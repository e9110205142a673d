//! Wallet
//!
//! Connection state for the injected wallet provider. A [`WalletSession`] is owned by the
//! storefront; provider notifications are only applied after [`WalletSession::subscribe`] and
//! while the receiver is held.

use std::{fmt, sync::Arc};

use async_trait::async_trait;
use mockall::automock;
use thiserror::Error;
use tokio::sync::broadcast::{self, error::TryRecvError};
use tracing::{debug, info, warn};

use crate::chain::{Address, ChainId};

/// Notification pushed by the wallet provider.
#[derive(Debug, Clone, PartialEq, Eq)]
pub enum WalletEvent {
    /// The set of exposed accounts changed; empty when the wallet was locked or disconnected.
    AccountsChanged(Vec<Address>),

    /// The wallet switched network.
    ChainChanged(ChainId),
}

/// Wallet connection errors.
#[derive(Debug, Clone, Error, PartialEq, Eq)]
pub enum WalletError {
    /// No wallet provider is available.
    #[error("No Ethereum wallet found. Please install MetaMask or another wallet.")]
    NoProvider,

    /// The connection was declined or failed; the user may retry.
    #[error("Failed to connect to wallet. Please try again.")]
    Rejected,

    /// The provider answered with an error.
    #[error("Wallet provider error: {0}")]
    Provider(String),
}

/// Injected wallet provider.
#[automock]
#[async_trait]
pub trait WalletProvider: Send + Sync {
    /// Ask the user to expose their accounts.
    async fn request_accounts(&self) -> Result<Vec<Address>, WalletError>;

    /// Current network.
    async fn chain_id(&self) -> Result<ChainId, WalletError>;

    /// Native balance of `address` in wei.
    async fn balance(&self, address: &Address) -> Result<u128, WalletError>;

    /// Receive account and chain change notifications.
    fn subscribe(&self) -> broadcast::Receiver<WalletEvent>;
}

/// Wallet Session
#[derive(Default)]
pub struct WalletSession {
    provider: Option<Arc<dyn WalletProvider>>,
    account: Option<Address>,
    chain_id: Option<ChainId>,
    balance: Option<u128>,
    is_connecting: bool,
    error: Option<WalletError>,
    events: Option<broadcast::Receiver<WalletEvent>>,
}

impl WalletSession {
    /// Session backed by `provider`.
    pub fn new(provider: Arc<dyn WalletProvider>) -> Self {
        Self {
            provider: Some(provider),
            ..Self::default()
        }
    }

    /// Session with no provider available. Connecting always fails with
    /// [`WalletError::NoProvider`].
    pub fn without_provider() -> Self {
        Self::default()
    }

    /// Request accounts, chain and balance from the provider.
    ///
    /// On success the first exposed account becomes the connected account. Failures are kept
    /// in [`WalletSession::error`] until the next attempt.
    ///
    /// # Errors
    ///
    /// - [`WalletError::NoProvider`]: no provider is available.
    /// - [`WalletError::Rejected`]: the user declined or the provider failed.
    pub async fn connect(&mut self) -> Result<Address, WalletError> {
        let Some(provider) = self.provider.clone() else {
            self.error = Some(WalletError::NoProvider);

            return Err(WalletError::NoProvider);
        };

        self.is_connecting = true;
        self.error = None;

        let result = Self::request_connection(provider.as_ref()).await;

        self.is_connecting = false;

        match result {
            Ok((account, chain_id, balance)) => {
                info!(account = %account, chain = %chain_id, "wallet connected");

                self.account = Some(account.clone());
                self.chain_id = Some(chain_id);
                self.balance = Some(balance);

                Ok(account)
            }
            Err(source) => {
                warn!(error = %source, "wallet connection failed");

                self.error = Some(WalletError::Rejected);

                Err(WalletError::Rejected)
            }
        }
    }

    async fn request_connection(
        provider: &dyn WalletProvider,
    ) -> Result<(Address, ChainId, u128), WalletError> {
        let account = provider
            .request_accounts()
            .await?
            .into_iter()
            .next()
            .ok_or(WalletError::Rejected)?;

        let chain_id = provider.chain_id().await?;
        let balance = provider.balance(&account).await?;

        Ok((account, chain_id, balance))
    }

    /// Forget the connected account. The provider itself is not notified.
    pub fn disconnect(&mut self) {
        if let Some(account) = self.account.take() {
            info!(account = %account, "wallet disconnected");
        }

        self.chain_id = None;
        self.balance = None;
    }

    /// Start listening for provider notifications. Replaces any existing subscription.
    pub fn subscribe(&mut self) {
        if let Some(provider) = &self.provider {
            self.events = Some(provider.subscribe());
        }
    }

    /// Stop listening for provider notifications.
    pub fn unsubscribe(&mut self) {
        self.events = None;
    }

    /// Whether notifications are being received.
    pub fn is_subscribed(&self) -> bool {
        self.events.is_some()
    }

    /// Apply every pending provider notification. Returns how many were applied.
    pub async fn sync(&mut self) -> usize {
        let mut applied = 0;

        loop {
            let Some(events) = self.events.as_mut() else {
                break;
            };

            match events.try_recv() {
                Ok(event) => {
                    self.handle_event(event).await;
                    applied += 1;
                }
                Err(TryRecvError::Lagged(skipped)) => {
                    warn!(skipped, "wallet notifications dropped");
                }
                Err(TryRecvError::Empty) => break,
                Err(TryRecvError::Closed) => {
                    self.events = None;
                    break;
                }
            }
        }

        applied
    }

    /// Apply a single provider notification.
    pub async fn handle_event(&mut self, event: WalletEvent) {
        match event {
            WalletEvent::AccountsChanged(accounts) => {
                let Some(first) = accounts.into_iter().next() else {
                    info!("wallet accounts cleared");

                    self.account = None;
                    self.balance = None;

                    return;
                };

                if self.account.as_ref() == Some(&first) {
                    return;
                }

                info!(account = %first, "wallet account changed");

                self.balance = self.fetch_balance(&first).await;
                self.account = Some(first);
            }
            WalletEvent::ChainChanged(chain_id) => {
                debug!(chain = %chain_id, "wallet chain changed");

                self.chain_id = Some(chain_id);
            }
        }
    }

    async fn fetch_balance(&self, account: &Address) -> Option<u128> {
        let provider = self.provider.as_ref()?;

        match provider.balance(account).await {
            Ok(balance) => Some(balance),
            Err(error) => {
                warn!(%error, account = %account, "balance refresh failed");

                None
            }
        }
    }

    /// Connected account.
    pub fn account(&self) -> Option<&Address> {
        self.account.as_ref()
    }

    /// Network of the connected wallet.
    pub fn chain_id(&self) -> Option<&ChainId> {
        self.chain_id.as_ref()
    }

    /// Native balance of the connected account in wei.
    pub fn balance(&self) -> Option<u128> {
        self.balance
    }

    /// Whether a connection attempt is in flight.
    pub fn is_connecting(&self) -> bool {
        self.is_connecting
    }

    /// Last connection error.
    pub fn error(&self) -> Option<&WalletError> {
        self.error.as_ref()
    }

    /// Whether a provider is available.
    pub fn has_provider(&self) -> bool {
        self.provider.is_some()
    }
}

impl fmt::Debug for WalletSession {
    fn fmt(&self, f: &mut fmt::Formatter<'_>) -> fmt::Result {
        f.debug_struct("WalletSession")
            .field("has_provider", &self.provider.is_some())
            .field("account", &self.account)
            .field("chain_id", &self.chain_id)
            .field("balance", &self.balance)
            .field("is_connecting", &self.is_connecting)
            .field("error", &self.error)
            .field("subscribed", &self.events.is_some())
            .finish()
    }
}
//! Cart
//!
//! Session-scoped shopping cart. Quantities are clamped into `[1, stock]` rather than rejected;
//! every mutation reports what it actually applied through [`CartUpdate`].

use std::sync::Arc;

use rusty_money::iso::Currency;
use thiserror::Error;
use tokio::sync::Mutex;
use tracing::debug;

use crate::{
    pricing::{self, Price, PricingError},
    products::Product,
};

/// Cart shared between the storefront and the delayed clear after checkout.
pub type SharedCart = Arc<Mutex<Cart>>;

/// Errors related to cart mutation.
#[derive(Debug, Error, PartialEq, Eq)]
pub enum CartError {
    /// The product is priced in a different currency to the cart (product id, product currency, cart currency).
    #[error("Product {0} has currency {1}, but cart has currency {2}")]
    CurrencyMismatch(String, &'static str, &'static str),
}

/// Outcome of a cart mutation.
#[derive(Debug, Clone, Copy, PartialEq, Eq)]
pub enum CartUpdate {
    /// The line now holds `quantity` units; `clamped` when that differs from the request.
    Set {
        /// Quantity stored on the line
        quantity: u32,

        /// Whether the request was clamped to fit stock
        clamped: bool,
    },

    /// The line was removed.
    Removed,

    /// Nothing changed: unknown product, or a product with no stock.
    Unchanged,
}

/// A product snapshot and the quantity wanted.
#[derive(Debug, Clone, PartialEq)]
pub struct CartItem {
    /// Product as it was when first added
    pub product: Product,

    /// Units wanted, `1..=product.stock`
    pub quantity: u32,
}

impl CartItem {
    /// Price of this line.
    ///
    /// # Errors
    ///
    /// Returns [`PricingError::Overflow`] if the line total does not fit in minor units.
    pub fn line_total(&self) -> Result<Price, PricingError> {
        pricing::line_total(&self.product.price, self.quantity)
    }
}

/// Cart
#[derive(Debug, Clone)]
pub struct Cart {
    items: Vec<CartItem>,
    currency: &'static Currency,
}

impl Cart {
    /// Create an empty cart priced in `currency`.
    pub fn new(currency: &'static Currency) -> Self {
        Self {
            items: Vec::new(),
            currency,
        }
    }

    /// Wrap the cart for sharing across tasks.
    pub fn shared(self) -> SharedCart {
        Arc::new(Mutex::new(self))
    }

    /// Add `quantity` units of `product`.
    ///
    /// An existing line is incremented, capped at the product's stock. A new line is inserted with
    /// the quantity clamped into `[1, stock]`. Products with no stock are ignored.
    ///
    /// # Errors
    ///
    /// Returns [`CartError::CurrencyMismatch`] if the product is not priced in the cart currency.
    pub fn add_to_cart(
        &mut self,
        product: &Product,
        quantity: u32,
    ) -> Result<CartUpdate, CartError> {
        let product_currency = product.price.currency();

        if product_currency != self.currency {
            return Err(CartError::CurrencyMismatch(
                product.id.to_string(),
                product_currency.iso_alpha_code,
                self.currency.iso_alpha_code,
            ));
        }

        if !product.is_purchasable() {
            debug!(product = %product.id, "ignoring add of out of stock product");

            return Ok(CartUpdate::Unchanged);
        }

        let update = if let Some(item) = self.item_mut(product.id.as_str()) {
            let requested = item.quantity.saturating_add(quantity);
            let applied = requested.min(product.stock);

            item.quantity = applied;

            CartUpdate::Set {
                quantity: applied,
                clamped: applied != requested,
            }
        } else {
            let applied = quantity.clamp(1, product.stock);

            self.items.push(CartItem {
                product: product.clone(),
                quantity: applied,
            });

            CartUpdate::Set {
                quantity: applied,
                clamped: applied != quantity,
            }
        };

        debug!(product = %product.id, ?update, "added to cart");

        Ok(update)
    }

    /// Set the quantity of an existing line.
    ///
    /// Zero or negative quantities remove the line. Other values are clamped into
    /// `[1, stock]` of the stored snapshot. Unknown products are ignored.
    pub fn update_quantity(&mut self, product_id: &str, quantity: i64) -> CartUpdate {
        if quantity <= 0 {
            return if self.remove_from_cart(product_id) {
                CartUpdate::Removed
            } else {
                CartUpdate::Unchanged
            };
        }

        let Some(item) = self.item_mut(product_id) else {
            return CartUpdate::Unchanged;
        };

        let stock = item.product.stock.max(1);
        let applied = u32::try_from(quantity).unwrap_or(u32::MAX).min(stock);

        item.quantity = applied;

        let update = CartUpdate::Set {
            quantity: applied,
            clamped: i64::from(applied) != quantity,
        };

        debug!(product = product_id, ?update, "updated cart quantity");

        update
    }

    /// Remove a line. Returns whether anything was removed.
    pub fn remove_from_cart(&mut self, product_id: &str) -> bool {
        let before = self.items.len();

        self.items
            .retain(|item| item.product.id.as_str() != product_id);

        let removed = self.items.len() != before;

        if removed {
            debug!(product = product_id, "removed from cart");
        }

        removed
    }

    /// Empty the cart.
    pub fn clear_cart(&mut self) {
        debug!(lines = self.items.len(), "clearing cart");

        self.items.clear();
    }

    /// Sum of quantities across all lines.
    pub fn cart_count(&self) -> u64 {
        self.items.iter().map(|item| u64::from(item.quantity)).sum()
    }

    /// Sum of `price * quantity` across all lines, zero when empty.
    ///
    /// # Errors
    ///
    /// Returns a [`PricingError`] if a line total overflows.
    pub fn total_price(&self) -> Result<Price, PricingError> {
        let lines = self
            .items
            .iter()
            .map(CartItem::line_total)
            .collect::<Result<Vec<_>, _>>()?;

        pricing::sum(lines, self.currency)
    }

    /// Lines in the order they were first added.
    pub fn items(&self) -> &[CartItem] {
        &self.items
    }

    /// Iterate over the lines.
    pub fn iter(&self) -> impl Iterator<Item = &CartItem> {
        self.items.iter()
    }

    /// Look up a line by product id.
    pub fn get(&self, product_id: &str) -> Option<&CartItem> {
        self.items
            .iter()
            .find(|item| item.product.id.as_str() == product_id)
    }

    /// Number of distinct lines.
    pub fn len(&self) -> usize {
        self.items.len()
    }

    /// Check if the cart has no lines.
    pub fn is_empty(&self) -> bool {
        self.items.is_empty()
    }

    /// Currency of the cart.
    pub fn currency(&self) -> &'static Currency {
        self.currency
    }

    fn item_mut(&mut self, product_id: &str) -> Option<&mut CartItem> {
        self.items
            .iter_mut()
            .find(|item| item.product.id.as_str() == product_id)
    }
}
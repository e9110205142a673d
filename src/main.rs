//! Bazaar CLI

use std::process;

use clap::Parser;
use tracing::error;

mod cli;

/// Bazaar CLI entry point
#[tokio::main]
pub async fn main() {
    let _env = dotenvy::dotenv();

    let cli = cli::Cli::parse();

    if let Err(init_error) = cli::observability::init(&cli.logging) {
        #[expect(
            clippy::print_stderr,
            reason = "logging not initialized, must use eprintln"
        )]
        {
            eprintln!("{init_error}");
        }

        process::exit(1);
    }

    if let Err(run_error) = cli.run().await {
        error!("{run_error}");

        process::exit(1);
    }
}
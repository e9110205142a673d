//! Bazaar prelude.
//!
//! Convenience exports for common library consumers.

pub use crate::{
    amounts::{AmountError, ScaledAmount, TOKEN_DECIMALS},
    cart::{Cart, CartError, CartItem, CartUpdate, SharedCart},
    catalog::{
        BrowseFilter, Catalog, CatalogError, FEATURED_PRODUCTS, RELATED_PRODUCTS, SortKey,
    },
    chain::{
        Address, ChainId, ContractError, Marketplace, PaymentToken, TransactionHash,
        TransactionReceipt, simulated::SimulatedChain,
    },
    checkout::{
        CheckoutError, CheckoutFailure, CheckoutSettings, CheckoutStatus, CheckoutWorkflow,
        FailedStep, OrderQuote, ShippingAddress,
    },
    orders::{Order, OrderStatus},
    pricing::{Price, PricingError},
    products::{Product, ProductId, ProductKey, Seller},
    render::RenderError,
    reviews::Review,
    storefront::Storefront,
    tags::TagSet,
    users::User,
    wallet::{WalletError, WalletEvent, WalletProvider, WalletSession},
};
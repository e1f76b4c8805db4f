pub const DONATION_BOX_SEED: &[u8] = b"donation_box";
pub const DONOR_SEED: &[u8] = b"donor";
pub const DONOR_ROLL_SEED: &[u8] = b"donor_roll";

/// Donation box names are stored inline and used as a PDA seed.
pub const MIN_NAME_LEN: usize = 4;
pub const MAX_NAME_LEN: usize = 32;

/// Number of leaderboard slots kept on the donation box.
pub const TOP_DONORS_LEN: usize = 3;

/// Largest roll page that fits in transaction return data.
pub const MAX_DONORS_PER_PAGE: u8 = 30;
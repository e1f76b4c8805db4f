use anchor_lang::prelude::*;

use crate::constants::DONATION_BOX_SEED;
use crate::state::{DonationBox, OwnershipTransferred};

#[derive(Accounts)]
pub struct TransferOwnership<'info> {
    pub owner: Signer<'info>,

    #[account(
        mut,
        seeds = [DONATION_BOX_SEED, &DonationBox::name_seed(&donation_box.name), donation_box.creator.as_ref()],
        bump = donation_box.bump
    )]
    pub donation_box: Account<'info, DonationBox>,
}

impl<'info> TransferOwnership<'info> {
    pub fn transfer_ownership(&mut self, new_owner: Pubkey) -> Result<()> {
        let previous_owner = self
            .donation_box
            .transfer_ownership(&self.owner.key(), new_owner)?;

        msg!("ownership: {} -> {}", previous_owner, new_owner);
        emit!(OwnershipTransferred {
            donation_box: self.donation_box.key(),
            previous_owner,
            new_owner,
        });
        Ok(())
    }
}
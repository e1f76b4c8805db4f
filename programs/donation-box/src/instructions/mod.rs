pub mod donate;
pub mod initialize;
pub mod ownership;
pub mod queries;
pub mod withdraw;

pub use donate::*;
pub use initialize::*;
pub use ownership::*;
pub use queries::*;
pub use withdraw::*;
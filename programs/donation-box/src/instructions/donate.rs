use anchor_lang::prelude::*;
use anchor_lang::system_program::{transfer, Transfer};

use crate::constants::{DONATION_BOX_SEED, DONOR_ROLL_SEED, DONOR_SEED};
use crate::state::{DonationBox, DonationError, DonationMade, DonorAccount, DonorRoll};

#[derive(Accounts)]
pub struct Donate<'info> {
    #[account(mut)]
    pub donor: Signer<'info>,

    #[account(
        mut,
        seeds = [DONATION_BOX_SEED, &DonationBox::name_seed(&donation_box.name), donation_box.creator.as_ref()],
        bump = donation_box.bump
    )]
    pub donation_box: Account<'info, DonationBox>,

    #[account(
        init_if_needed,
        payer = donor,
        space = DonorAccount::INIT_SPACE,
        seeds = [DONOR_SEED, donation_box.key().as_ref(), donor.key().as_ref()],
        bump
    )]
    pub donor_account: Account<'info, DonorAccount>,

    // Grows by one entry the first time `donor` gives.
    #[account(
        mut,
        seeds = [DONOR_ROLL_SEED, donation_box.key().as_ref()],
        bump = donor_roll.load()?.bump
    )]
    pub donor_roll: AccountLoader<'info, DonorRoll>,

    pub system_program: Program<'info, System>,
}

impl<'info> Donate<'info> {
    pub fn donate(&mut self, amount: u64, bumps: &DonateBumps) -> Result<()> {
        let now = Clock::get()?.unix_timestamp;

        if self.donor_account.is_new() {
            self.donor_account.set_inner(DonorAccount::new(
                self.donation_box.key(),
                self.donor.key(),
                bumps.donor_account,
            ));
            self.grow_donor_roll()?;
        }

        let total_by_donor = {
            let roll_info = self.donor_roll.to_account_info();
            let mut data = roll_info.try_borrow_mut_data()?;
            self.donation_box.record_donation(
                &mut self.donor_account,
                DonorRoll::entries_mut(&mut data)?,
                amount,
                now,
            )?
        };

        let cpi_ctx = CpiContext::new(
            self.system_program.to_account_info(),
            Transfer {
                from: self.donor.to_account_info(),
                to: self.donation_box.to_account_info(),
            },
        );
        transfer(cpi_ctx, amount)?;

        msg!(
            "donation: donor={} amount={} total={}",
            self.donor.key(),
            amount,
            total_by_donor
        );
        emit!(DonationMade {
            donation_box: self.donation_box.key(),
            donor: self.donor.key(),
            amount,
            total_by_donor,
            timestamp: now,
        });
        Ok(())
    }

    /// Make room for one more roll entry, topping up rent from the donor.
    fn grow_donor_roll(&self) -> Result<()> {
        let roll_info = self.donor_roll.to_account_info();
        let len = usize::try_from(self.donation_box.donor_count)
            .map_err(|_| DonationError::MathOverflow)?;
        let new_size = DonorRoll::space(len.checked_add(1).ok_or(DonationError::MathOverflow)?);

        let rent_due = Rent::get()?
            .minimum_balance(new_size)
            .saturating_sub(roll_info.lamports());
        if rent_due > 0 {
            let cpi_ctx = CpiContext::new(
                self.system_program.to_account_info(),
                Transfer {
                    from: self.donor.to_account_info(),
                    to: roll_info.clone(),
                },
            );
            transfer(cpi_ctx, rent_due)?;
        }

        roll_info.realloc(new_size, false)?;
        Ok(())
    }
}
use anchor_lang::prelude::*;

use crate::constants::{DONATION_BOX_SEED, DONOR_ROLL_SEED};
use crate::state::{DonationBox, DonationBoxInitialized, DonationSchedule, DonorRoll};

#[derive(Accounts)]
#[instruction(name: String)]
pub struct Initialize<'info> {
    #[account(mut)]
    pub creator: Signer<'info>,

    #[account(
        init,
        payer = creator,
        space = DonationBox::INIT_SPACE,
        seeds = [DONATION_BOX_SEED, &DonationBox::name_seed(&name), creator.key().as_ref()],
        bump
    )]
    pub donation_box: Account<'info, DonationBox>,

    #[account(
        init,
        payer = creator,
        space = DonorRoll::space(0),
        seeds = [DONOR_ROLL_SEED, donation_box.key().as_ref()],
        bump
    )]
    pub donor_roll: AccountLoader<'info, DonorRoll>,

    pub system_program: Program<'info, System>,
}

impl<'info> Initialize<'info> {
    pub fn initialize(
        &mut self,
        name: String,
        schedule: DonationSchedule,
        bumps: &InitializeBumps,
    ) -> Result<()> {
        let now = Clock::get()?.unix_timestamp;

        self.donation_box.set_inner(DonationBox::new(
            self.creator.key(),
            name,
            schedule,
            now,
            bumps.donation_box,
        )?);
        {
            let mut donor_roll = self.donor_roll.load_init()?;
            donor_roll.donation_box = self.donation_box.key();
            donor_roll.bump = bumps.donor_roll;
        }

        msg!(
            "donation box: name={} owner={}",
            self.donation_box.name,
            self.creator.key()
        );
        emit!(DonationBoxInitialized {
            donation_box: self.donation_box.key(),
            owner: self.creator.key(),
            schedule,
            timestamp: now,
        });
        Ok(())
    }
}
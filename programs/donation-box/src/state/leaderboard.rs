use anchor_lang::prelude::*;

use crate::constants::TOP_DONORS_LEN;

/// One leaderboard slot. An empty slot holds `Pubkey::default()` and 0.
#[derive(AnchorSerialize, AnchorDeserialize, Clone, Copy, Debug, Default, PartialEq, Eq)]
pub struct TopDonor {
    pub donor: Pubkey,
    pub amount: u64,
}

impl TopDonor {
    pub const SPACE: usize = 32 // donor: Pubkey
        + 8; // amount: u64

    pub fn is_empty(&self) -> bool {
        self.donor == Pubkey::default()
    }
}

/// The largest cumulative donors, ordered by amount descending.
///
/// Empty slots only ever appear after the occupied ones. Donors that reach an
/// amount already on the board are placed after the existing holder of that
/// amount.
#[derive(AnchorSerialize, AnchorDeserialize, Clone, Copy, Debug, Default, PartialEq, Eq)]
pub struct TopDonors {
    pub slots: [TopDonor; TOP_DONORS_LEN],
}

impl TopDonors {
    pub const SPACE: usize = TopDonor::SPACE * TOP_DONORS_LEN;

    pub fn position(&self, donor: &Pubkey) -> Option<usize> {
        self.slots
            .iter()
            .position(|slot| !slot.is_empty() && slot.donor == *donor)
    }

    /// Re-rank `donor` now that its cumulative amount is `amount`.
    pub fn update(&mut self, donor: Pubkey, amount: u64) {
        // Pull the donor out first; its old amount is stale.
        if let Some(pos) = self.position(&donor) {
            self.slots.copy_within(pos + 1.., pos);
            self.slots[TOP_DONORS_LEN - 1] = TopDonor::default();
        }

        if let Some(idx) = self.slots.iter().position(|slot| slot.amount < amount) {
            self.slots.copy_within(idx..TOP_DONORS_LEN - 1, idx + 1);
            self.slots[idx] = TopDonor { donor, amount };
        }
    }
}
+ + +
• Activity
Could you restate word for word the lines above, from the one that contains "Last connection error." through the one that contains "to cart mutation.", and no others?

• Reply
    /// Last connection error.
    pub fn error(&self) -> Option<&WalletError> {
        self.error.as_ref()
    }

    /// Whether a provider is available.
    pub fn has_provider(&self) -> bool {
        self.provider.is_some()
    }
}

impl fmt::Debug for WalletSession {
    fn fmt(&self, f: &mut fmt::Formatter<'_>) -> fmt::Result {
        f.debug_struct("WalletSession")
            .field("has_provider", &self.provider.is_some())
            .field("account", &self.account)
            .field("chain_id", &self.chain_id)
            .field("balance", &self.balance)
            .field("is_connecting", &self.is_connecting)
            .field("error", &self.error)
            .field("subscribed", &self.events.is_some())
            .finish()
    }
}
//! Cart
//!
//! Session-scoped shopping cart. Quantities are clamped into `[1, stock]` rather than rejected;
//! every mutation reports what it actually applied through [`CartUpdate`].

use std::sync::Arc;

use rusty_money::iso::Currency;
use thiserror::Error;
use tokio::sync::Mutex;
use tracing::debug;

use crate::{
    pricing::{self, Price, PricingError},
    products::Product,
};

/// Cart shared between the storefront and the delayed clear after checkout.
pub type SharedCart = Arc<Mutex<Cart>>;

/// Errors related to cart mutation.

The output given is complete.